INSTRUCTIONS FOR THE TASK:
Copy out each line of the data holding "CompletionModel".

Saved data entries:
•••

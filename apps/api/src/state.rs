use std::sync::Arc;

use crate::llm::CompletionModel;

/// Shared application state injected into all route handlers via Axum extractors.
#[derive(Clone)]
pub struct AppState {
    /// The completion model behind the analyzer. `None` when no credential is
    /// configured — the endpoint answers `NOT_CONFIGURED` per request instead
    /// of the process refusing to start.
    pub model: Option<Arc<dyn CompletionModel>>,
}
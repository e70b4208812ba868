//! Persisted command history: the last [`HISTORY_LIMIT`] typed commands,
//! stored as a JSON array of strings.
//!
//! The store is an injected capability so the console logic never touches a
//! concrete backend. Absent or corrupt data is "no history", never an error,
//! and write failures are swallowed — losing recall is acceptable, breaking
//! the console is not.

use std::fs;
use std::path::PathBuf;

/// Most recent commands kept across sessions.
pub const HISTORY_LIMIT: usize = 20;

pub trait HistoryStore {
    fn load(&self) -> Vec<String>;
    fn save(&mut self, entries: &[String]);
}

/// File-backed store for the interactive binary.
pub struct FileHistory {
    path: PathBuf,
}

impl FileHistory {
    pub fn new(path: PathBuf) -> Self {
        Self { path }
    }
}

impl HistoryStore for FileHistory {
    fn load(&self) -> Vec<String> {
        fs::read_to_string(&self.path)
            .ok()
            .and_then(|text| serde_json::from_str(&text).ok())
            .unwrap_or_else(|| {
                tracing::debug!("no usable history at {:?}, starting empty", self.path);
                Vec::new()
            })
    }

    fn save(&mut self, entries: &[String]) {
        if let Ok(text) = serde_json::to_string(entries) {
            let _ = fs::write(&self.path, text);
        }
    }
}

/// In-memory store for tests and embedders that bring their own persistence.
#[derive(Default)]
pub struct MemoryHistory(pub Vec<String>);

impl HistoryStore for MemoryHistory {
    fn load(&self) -> Vec<String> {
        self.0.clone()
    }

    fn save(&mut self, entries: &[String]) {
        self.0 = entries.to_vec();
    }
}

•••

OUTPUT:
use crate::llm::CompletionModel;
    pub model: Option<Arc<dyn CompletionModel>>,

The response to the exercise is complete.